Big Rock(57)
He raises an eyebrow in a question.
I shrug happily and speak quietly. “It was fake. It became real for me. I hope for her, too. I’m going to talk to her tonight and see if she feels the same.”
Nick offers a fist for knocking. “Go for it,” he says, no teasing, no sarcasm now. “You two always seemed right for each other.”
“Yeah? Why?” I ask, eager for corroboration.
But, he laughs and shakes his head. “Dude, what do you think I’m going to say?” He clasps his hands together and bats his eyes, overdoing the hearts and flowers. “Oh, it’s so sweet the way you finish each other’s sentences, and both like gummy bears.” He drops the act and shrugs. “All I know is you’ve got my vote.”
“Thanks, man. I appreciate it.” I pause, then narrow my eyes. “Incidentally, if you ever touch my sister, that’s grounds for me to shave your head in the middle of the night and dye your eyebrows orange.”
His eyes widen and he clutches his locks. “Not the hair. It’s where all my power comes from.”
“Exactly. So, beware.”
We take our spots on the field for the bottom of the ninth, and when the other team doesn’t score, “Raise Your Glass” by P!NK commemorates this Saturday-morning victory. I trot off the field and high-five my teammates.
I slap palms with Mr. Offerman. “This is going to be all yours now,” I joke, gesturing to the team.
“Can’t wait,” he says. “I love it all. I hope you’ll stay on the team, and your friend, too.

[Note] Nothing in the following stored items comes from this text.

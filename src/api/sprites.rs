use std::path::Path;

use image::RgbImage;
use tracing::debug;

use crate::api::{Plotter, SortKey};
use crate::api::mosaic::images_to_mosaic;
use crate::core::{ImageSize, argsort};
use crate::data::{DEFAULT_SEED, DataTable};
use crate::error::{MosaicError, MosaicResult};
use crate::io::{load_from_directory, load_images, sample_images};
use crate::render::{Color, PlotFrame, PlotKind, Renderer};

/// Square sprite sheet on a white background, as embedding projectors expect.
pub fn images_to_sprite(images: &[RgbImage]) -> MosaicResult<RgbImage> {
    images_to_mosaic(images, Color::WHITE)
}

#[derive(Debug, Clone, Copy, PartialEq)]
pub struct SpriteOptions {
    /// Use a seeded random subset of this many images.
    pub n_samples: Option<usize>,
    pub seed: u64,
    /// Sprites keep the decoded size unless a tile size is given.
    pub image_size: Option<ImageSize>,
}

impl Default for SpriteOptions {
    fn default() -> Self {
        Self {
            n_samples: None,
            seed: DEFAULT_SEED,
            image_size: None,
        }
    }
}

impl SpriteOptions {
    #[must_use]
    pub fn new() -> Self {
        Self::default()
    }

    #[must_use]
    pub fn with_n_samples(mut self, n_samples: usize) -> Self {
        self.n_samples = Some(n_samples);
        self
    }

    #[must_use]
    pub fn with_seed(mut self, seed: u64) -> Self {
        self.seed = seed;
        self
    }

    #[must_use]
    pub fn with_image_size(mut self, image_size: ImageSize) -> Self {
        self.image_size = Some(image_size);
        self
    }
}

impl<R: Renderer> Plotter<R> {
    /// Sprite of the images found directly inside `image_dir`.
    pub fn directory_to_sprite(
        &mut self,
        image_dir: impl AsRef<Path>,
        options: SpriteOptions,
    ) -> MosaicResult<PlotFrame> {
        let images = load_from_directory(
            image_dir,
            options.n_samples,
            options.image_size,
            options.seed,
            self.config().n_jobs,
        )?;
        let sprite = images_to_sprite(&images)?;
        self.emit(PlotFrame::new(PlotKind::Sprite, sprite))
    }

    /// Sprite of explicit image files, joined to the configured image
    /// directory and optionally sampled.
    pub fn files_to_sprite(
        &mut self,
        image_files: &[String],
        options: SpriteOptions,
    ) -> MosaicResult<PlotFrame> {
        let files = match options.n_samples {
            Some(n) => sample_images(image_files, n, options.seed),
            None => image_files.to_vec(),
        };
        if files.is_empty() {
            return Err(MosaicError::NoImages);
        }

        debug!(files = files.len(), "building sprite from file list");
        let images = load_images(&files, self.image_dir(), options.image_size, self.config().n_jobs)?;
        let sprite = images_to_sprite(&images)?;
        self.emit(PlotFrame::new(PlotKind::Sprite, sprite))
    }

    /// Sprite of the images named by `image_column`, optionally sampled and
    /// then ordered ascending by `sort_by`.
    pub fn column_to_sprite(
        &mut self,
        data: &DataTable,
        image_column: &str,
        sort_by: Option<&str>,
        options: SpriteOptions,
    ) -> MosaicResult<PlotFrame> {
        let mut table = match options.n_samples {
            Some(n) => data.sample(n, options.seed)?,
            None => data.clone(),
        };

        if let Some(column) = sort_by {
            let keys = SortKey::Column(column.to_owned())
                .data_keys(Some(&table))?
                .ok_or_else(|| MosaicError::UnknownSortKey(column.to_owned()))?;
            table = table.take_rows(&argsort(&keys))?;
        }

        let files = table.text_column(image_column)?;
        debug!(rows = files.len(), column = image_column, "building sprite from column");
        let images = load_images(files, self.image_dir(), options.image_size, self.config().n_jobs)?;
        let sprite = images_to_sprite(&images)?;
        self.emit(PlotFrame::new(PlotKind::Sprite, sprite))
    }
}
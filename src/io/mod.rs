pub mod directory;
pub mod loader;
pub mod paths;
pub mod source;

pub use directory::{IMAGE_PATH_COLUMN, directory_to_table, load_from_directory};
pub use loader::{load_image, load_images, resize_image, resize_images};
pub use paths::{IMAGE_EXTENSIONS, image_files_in, image_path, is_image_file, sample_images};
pub use source::{ImageSource, resolve_image_files, resolve_images};
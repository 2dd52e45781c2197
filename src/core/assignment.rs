use crate::error::{MosaicError, MosaicResult};

/// Evenly spaced `side x side` lattice over the unit square.
///
/// Points are row-major with x varying fastest, so point `k` sits at
/// `(axis[k % side], axis[k / side])`.
#[must_use]
pub fn unit_grid_points(side: usize) -> Vec<[f64; 2]> {
    let axis: Vec<f64> = match side {
        0 => Vec::new(),
        1 => vec![0.0],
        _ => (0..side)
            .map(|i| i as f64 / (side - 1) as f64)
            .collect(),
    };

    let mut points = Vec::with_capacity(side * side);
    for &y in &axis {
        for &x in &axis {
            points.push([x, y]);
        }
    }
    points
}

/// Greedy nearest-available-point assignment.
///
/// Grid cells are visited in order; each takes the closest data point that no
/// earlier cell claimed (lowest index on ties). Assignment stops when every
/// data point is placed, so the result length is `min(grid.len(), points.len())`.
pub fn assign_nearest_available(
    grid: &[[f64; 2]],
    points: &[[f64; 2]],
) -> MosaicResult<Vec<usize>> {
    if points
        .iter()
        .flatten()
        .chain(grid.iter().flatten())
        .any(|value| !value.is_finite())
    {
        return Err(MosaicError::InvalidData(
            "assignment coordinates must be finite".to_owned(),
        ));
    }

    let mut available = vec![true; points.len()];
    let mut order = Vec::with_capacity(grid.len().min(points.len()));

    for cell in grid.iter().take(points.len()) {
        let mut best: Option<(usize, f64)> = None;
        for (index, point) in points.iter().enumerate() {
            if !available[index] {
                continue;
            }
            let dx = cell[0] - point[0];
            let dy = cell[1] - point[1];
            let distance = dx * dx + dy * dy;
            if best.is_none_or(|(_, current)| distance < current) {
                best = Some((index, distance));
            }
        }

        if let Some((index, _)) = best {
            available[index] = false;
            order.push(index);
        }
    }

    Ok(order)
}

#[cfg(test)]
mod tests {
    use super::{assign_nearest_available, unit_grid_points};

    #[test]
    fn grid_points_span_unit_square() {
        let grid = unit_grid_points(2);
        assert_eq!(grid, vec![[0.0, 0.0], [1.0, 0.0], [0.0, 1.0], [1.0, 1.0]]);
        assert_eq!(unit_grid_points(1), vec![[0.0, 0.0]]);
    }

    #[test]
    fn assignment_never_reuses_a_point() {
        let grid = unit_grid_points(2);
        let points = [[0.9, 0.8], [0.1, 0.1], [0.0, 0.05]];
        let order = assign_nearest_available(&grid, &points).expect("assign");
        assert_eq!(order, vec![2, 0, 1]);
    }

    #[test]
    fn ties_pick_lowest_index() {
        let grid = [[0.5, 0.5]];
        let points = [[0.0, 0.5], [1.0, 0.5]];
        assert_eq!(assign_nearest_available(&grid, &points).expect("assign"), vec![0]);
    }
}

We’ll need a big bat if we want to win the championship next season.”
Man, it’s a weekend softball league. Chill out.
“I hope you win it all,” I say, staying cordial through the end, as P!NK sings about all the underdogs, and Emily mimes holding a glass to go along with the words of the song. As I stuff my glove and hat into a duffel bag, I glance at Charlotte, who’s getting into the celebration, too, bumping hips with Harper, and it’s pretty cool to see her like this with my sister. It feels like this could be a regular thing—Charlotte hanging out with my family as the woman by my side, not just as my friend. I can picture it all unfolding before me. Days and nights of her. Real instead of fake.
The music stops abruptly, and P!NK’s unbridled enthusiasm for celebrating is replaced by a tinny echo, like when someone cues up a new song with a scratch of a record. But it’s not music that comes from the handheld speaker that Emily clutches.
It’s voices.
Or, rather, my voice.
“Are you not feeling well? Do you have a headache from last night or something?”
I freeze.
My blood rushes cold, as the memory of when I’d said those words slams into me with stark clarity—in the bathroom with Charlotte at MoMA. My jaw clenches and my chest seizes up, because I know what’s next. My eyes search the crowd that gathers near home plate. It’s sparse, but all the key players are here. The Offerman clan. My parents. Me. Like statues, listening to Emily’s recording of my private conversation with Charlotte.
“I can’t fake this.”
The words came from Charlotte a week ago. Adrenaline kicks in, the drive to stop this right now. I take a step closer to Emily and gesture for the speaker as my voice reverberates, amplified from days ago. “The engagement?”
My father’s brow furrows. He meets my eyes, and a flash of disappointment appears in his, chased by embarrassment.
Mr. Offerman stares at me, then snaps his gaze to Charlotte on the bleachers. Her mouth is open, and her eyes are full of terror.
Must. Stop. Now.
I rush to Emily. Maybe I can grab the speaker from her hand and hit stop before the next words sound.
“Stop it. Please,” I plead, reaching for her phone, her speaker, her sense of motherfucking privacy.
She shakes her head and holds the speaker high, as the next line from Charlotte rings loud and far too clear. “No. That’s fine. The pretend engagement is fine.”
Emily hits stop, and I expect her to turn to me and say “caught you.”
But instead, Abe appears, walking around the edge of the makeshift bleachers to join Emily on the field. I do a double take, and point at him. He stands next to Emily, and smiles at her like a proud…teacher?
Emily stares at her dad. “Do you believe me now that I don’t want to study art at Columbia?”
Columbia. Emily’s going to the same school as the tenacious reporter. That must be how she knows him.
Mr. Offerman’s nostrils flare as he steps forward. “Emily, now is not the time to discuss your intended major. What on earth is this about?”
Yeah, I’m kind of wondering the same thing.